We must give Caesar what belongs to Caesar: Italy has its own unique genius, as all lovers of the European art of living know well, made up of a gentle way of life, elegance and deep-rooted flavours that can be enjoyed with equal pleasure from Milan to Catanzaro. At a time when fast food is transforming the face of European capitals, when beef bourguignon and blanquette are giving way to chef’s burgers and vegetable woks in Parisian brasseries, Italian cuisine is putting up a fight—as evidenced by the difficulties that major international fast food chains are having in establishing a lasting presence in Italy.

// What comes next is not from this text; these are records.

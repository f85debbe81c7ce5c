//! Event logging for the compile pipeline.
//!
//! Every graph transformation, every pass execution and every collaborator decision can
//! be recorded as an [`Event`] in an [`EventLog`]. Events are plain data; the log can be
//! inspected after compilation through [`Program::events`](crate::Program::events) or
//! safely ignored.
//!
//! # Architecture
//!
//! - [`Event`] - one recorded event
//! - [`EventLog`] - append-only collection with query and summary helpers
//! - [`EventBuilder`] - fluent API returned by [`EventLog::record`], appends on drop
//!
//! # Example
//!
//! ```rust
//! use nngraph::compiler::{EventKind, EventLog};
//!
//! let log = EventLog::new();
//! log.record(EventKind::ConstantFolded)
//!     .pass("propagate_constants")
//!     .message("folded conv_weights");
//! log.info("pipeline finished");
//!
//! assert_eq!(log.len(), 2);
//! assert_eq!(log.summary(), "1 constant folded");
//! ```

use std::fmt;

use strum::IntoEnumIterator;

use crate::graph::NodeId;

/// What an [`EventKind`] is about.
#[derive(Debug, Clone, Copy, PartialEq, Eq, Hash)]
pub enum EventCategory {
    /// The graph changed.
    Transformation,
    /// Pipeline progress: passes, binding, memory analysis.
    Engine,
    /// Free-form messages.
    Diagnostic,
}

/// Kinds of recorded events, in summary order.
#[derive(Debug, Clone, Copy, PartialEq, Eq, PartialOrd, Ord, Hash, strum::EnumIter)]
pub enum EventKind {
    /// A node was removed from the graph.
    NodeRemoved,
    /// A node was inserted between existing nodes.
    NodeInserted,
    /// A node took over the place of another.
    NodeReplaced,
    /// A node identifier changed.
    NodeRenamed,
    /// A constant subgraph was replaced by its precomputed value.
    ConstantFolded,
    /// An activation was fused into its producer.
    PrimitiveFused,
    /// A node was set up to work in place in another node's buffer.
    BufferFused,
    /// Output padding was requested from a dependency.
    PaddingApplied,
    /// A format or data type conversion was inserted.
    LayoutConverted,
    /// The processing order changed.
    OrderChanged,
    /// A split was expanded into crops.
    SplitExpanded,
    /// A pass started.
    PassStarted,
    /// A pass completed.
    PassCompleted,
    /// An implementation was bound to a node.
    ImplementationBound,
    /// The memory dependency graph was computed.
    MemoryDependenciesComputed,
    /// Informational message.
    Info,
    /// Something unexpected but recoverable.
    Warning,
    /// Something failed.
    Error,
    /// Debug build diagnostics.
    Debug,
}

impl EventKind {
    /// Lower case name, also the default message of an event.
    #[must_use]
    pub fn description(&self) -> &'static str {
        match self {
            Self::NodeRemoved => "node removed",
            Self::NodeInserted => "node inserted",
            Self::NodeReplaced => "node replaced",
            Self::NodeRenamed => "node renamed",
            Self::ConstantFolded => "constant folded",
            Self::PrimitiveFused => "primitive fused",
            Self::BufferFused => "buffer fused",
            Self::PaddingApplied => "padding applied",
            Self::LayoutConverted => "layout converted",
            Self::OrderChanged => "order changed",
            Self::SplitExpanded => "split expanded",
            Self::PassStarted => "pass started",
            Self::PassCompleted => "pass completed",
            Self::ImplementationBound => "implementation bound",
            Self::MemoryDependenciesComputed => "memory dependencies computed",
            Self::Info => "info",
            Self::Warning => "warning",
            Self::Error => "error",
            Self::Debug => "debug",
        }
    }

    /// The category of this kind.
    #[must_use]
    pub fn category(&self) -> EventCategory {
        match self {
            Self::PassStarted
            | Self::PassCompleted
            | Self::ImplementationBound
            | Self::MemoryDependenciesComputed => EventCategory::Engine,
            Self::Info | Self::Warning | Self::Error | Self::Debug => EventCategory::Diagnostic,
            _ => EventCategory::Transformation,
        }
    }

    /// Returns `true` if this kind records a graph change.
    #[must_use]
    pub fn is_transformation(&self) -> bool {
        self.category() == EventCategory::Transformation
    }

    /// Returns `true` if this kind is a free-form message.
    #[must_use]
    pub fn is_diagnostic(&self) -> bool {
        self.category() == EventCategory::Diagnostic
    }
}

impl fmt::Display for EventKind {
    fn fmt(&self, f: &mut fmt::Formatter<'_>) -> fmt::Result {
        f.write_str(self.description())
    }
}

/// A single logged event.
#[derive(Debug, Clone)]
pub struct Event {
    /// The type of event.
    pub kind: EventKind,
    /// The node the event is about (if applicable).
    pub node: Option<NodeId>,
    /// Human-readable description.
    pub message: String,
    /// Associated pass name (if from a pass).
    pub pass: Option<&'static str>,
}

impl fmt::Display for Event {
    fn fmt(&self, f: &mut fmt::Formatter<'_>) -> fmt::Result {
        match self.pass {
            Some(pass) => write!(f, "[{}] {}: {}", self.kind, pass, self.message),
            None => write!(f, "[{}] {}", self.kind, self.message),
        }
    }
}

/// Builder for creating events with a fluent API.
///
/// Created by [`EventLog::record`]. The event is added to the log when the builder is
/// dropped.
pub struct EventBuilder<'a> {
    log: &'a EventLog,
    kind: EventKind,
    node: Option<NodeId>,
    message: Option<String>,
    pass: Option<&'static str>,
}

impl<'a> EventBuilder<'a> {
    fn new(log: &'a EventLog, kind: EventKind) -> Self {
        Self {
            log,
            kind,
            node: None,
            message: None,
            pass: None,
        }
    }

    /// Sets the node the event is about.
    pub fn node(mut self, node: NodeId) -> Self {
        self.node = Some(node);
        self
    }

    /// Sets a custom message describing the event.
    pub fn message(mut self, msg: impl Into<String>) -> Self {
        self.message = Some(msg.into());
        self
    }

    /// Associates this event with a specific pass.
    pub fn pass(mut self, pass_name: &'static str) -> Self {
        self.pass = Some(pass_name);
        self
    }
}

impl Drop for EventBuilder<'_> {
    fn drop(&mut self) {
        let message = self
            .message
            .take()
            .unwrap_or_else(|| self.kind.description().to_string());

        self.log.events.push(Event {
            kind: self.kind,
            node: self.node.take(),
            message,
            pass: self.pass.take(),
        });
    }
}

/// Collection of events from one compilation.
///
/// Appending only needs a shared reference, so the log can be handed to passes and
/// collaborators alongside a mutable graph.
#[derive(Debug, Default)]
pub struct EventLog {
    events: boxcar::Vec<Event>,
}

impl Clone for EventLog {
    fn clone(&self) -> Self {
        let copy = Self::new();
        copy.merge(self);
        copy
    }
}

impl EventLog {
    /// Creates an empty event log.
    #[must_use]
    pub fn new() -> Self {
        Self {
            events: boxcar::Vec::new(),
        }
    }

    /// Returns `true` if nothing was recorded.
    #[must_use]
    pub fn is_empty(&self) -> bool {
        self.events.count() == 0
    }

    /// Number of recorded events.
    #[must_use]
    pub fn len(&self) -> usize {
        self.events.count()
    }

    /// Starts building a new event of the given kind.
    pub fn record(&self, kind: EventKind) -> EventBuilder<'_> {
        EventBuilder::new(self, kind)
    }

    /// Records an [`EventKind::Info`] message.
    pub fn info(&self, message: impl Into<String>) {
        self.record(EventKind::Info).message(message);
    }

    /// Records an [`EventKind::Warning`] message.
    pub fn warn(&self, message: impl Into<String>) {
        self.record(EventKind::Warning).message(message);
    }

    /// Records an [`EventKind::Error`] message.
    pub fn error(&self, message: impl Into<String>) {
        self.record(EventKind::Error).message(message);
    }

    /// Records an [`EventKind::Debug`] message.
    pub fn debug(&self, message: impl Into<String>) {
        self.record(EventKind::Debug).message(message);
    }

    /// Appends all events of `other`.
    pub fn merge(&self, other: &EventLog) {
        for event in other {
            self.events.push(event.clone());
        }
    }

    /// Returns `true` if an event of `kind` was recorded.
    #[must_use]
    pub fn has(&self, kind: EventKind) -> bool {
        self.iter().any(|e| e.kind == kind)
    }

    /// Number of events of `kind`.
    #[must_use]
    pub fn count_kind(&self, kind: EventKind) -> usize {
        self.filter_kind(kind).count()
    }

    /// All events in recording order.
    pub fn iter(&self) -> Events<'_> {
        self.into_iter()
    }

    /// Events of one kind.
    pub fn filter_kind(&self, kind: EventKind) -> impl Iterator<Item = &Event> + '_ {
        self.iter().filter(move |e| e.kind == kind)
    }

    /// Events recorded by the pass named `pass`.
    pub fn filter_pass<'a>(&'a self, pass: &'a str) -> impl Iterator<Item = &'a Event> + 'a {
        self.iter().filter(move |e| e.pass == Some(pass))
    }

    /// Events about `node`, in recording order.
    pub fn for_node(&self, node: NodeId) -> impl Iterator<Item = &Event> + '_ {
        self.iter().filter(move |e| e.node == Some(node))
    }

    /// Transformation counts in [`EventKind`] order, e.g. `"1 node removed, 2 constant
    /// folded"`.
    #[must_use]
    pub fn summary(&self) -> String {
        if self.is_empty() {
            return "no events".to_string();
        }
        let parts: Vec<String> = EventKind::iter()
            .filter(EventKind::is_transformation)
            .filter_map(|kind| match self.count_kind(kind) {
                0 => None,
                n => Some(format!("{n} {kind}")),
            })
            .collect();
        if parts.is_empty() {
            return format!("{} events", self.len());
        }
        parts.join(", ")
    }
}

/// Iterator over the events of an [`EventLog`].
pub struct Events<'a> {
    inner: boxcar::Iter<'a, Event>,
}

impl<'a> Iterator for Events<'a> {
    type Item = &'a Event;

    fn next(&mut self) -> Option<Self::Item> {
        self.inner.next().map(|(_, e)| e)
    }
}

impl<'a> IntoIterator for &'a EventLog {
    type Item = &'a Event;
    type IntoIter = Events<'a>;

    fn into_iter(self) -> Self::IntoIter {
        Events {
            inner: self.events.iter(),
        }
    }
}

Cuisine is a matter of terroir, and Italy appears as very capable at defending its own. The UNESCO listing is the crowning achievement of an aggressive policy by a country that is proud of itself, confident in its own abilities and sees itself as a cultural conqueror. With this listing, Council President Giorgia Meloni is now reaping the rewards of her country’s positive international image in many other areas, such as European integration and the gradual restoration of its financial credibility. Meloni hailed “the victory of an extraordinary nation which, when it believes in itself and is aware of what it is capable of, has no rivals and can amaze the world.” Following the announcement of Italy’s upgraded credit rating on the financial markets, the UNESCO award feels like a sweet treat to be savoured intensely: a crispy cannolo filled with ricotta and candied fruit. Italian cuisine is triumphant, and the Italian agri-food trade is booming. According to Nomisma’s statistical estimates, exports in the sector were up 5.7% in September 2025 and could exceed €70 billion by the end of the year, representing a 100% increase in ten years.

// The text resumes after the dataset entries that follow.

//! Layout selection.
//!
//! The compiler asks a [`LayoutOptimizer`] which layout a node wants for each of its
//! inputs and inserts a conversion when the current layout differs. Returning `None`
//! keeps the current layout.

use crate::{
    analysis::convolution_weights_count,
    graph::{GraphStore, NodeId},
    topology::{Format, Layout, Operation},
};

/// Role of a dependency slot.
#[derive(Debug, Clone, Copy, PartialEq, Eq)]
pub enum InputRole {
    /// A data input
    Data,
    /// Weights of a convolution or fully connected layer
    Weights,
    /// Biases of a convolution or fully connected layer
    Bias,
}

impl InputRole {
    /// Role of dependency `index` of `node`.
    #[must_use]
    pub fn of(graph: &GraphStore, node: NodeId, index: usize) -> InputRole {
        let current = &graph[node];
        match current.operation() {
            Operation::Convolution(params) => {
                let weights = convolution_weights_count(params, current.dependencies().len());
                match index {
                    0 => InputRole::Data,
                    i if i <= weights => InputRole::Weights,
                    _ => InputRole::Bias,
                }
            }
            Operation::FullyConnected { .. } => match index {
                0 => InputRole::Data,
                1 => InputRole::Weights,
                _ => InputRole::Bias,
            },
            _ => InputRole::Data,
        }
    }
}

/// Chooses preferred input layouts.
pub trait LayoutOptimizer {
    /// Name used in events.
    fn name(&self) -> &'static str;

    /// Preferred layout of dependency `index` of `node`, or `None` to keep the current one.
    ///
    /// The returned layout must have the same size as the dependency's current layout.
    fn preferred_input_layout(&self, graph: &GraphStore, node: NodeId, index: usize)
        -> Option<Layout>;
}

/// Device independent default preferences.
///
/// - convolution data inputs in a blocked format are converted to plain `bfyx`
/// - convolution weights with a multiple of 16 output features use `os_iyx_osv16`
/// - convolution and fully connected biases use `bfyx` in the data type of the input
#[derive(Debug, Clone, Copy, Default)]
pub struct DeviceLayoutOptimizer;

impl DeviceLayoutOptimizer {
    /// Creates the optimizer.
    #[must_use]
    pub fn new() -> Self {
        Self
    }
}

impl LayoutOptimizer for DeviceLayoutOptimizer {
    fn name(&self) -> &'static str {
        "device"
    }

    fn preferred_input_layout(
        &self,
        graph: &GraphStore,
        node: NodeId,
        index: usize,
    ) -> Option<Layout> {
        let current = &graph[node];
        let dep = current.dependency(index)?;
        let layout = *graph[dep].output_layout()?;
        let is_convolution = matches!(current.operation(), Operation::Convolution(_));
        let is_fully_connected = matches!(current.operation(), Operation::FullyConnected { .. });

        match InputRole::of(graph, node, index) {
            InputRole::Data if is_convolution && !layout.format.is_plain() => {
                Some(Layout::new(layout.data_type, Format::Bfyx, layout.size))
            }
            InputRole::Weights
                if is_convolution
                    && layout.size.batch % 16 == 0
                    && layout.format != Format::OsIyxOsv16 =>
            {
                Some(Layout::new(
                    layout.data_type,
                    Format::OsIyxOsv16,
                    layout.size,
                ))
            }
            InputRole::Bias if is_convolution || is_fully_connected => {
                let data_type = graph[current.dependency(0)?]
                    .output_layout()
                    .map_or(layout.data_type, |l| l.data_type);
                Some(Layout::new(data_type, Format::Bfyx, layout.size))
            }
            _ => None,
        }
    }
}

In the meantime, the French are left with a slightly bitter taste in their mouths. For the time being, UNESCO has only classified “the French gastronomic meal” as a World Heritage Site, defined as “a customary social practice intended to celebrate the most important moments in the lives of individuals and groups, such as births, marriages, anniversaries, successes and reunions. It is a festive meal during which guests practise the art of ‘eating well’ and ‘drinking well’.” That’s all well and good, but it pales somewhat in comparison, according to those on this side of the Alps. Yet, we ought to be careful, reminds Alessandra Pierrini, an Italian gastronomy specialist based in Paris and interviewed on French radio, “UNESCO did not say that Italian cuisine is the best in the world.” She concludes by talking about its happy coexistence with French cuisine: “Italian cuisine is everyday cuisine, French cuisine is technical and restaurant cuisine; they live very well together.”
Let’s rejoice: when it comes to good food, the two Latin sisters still have a lot to teach the world.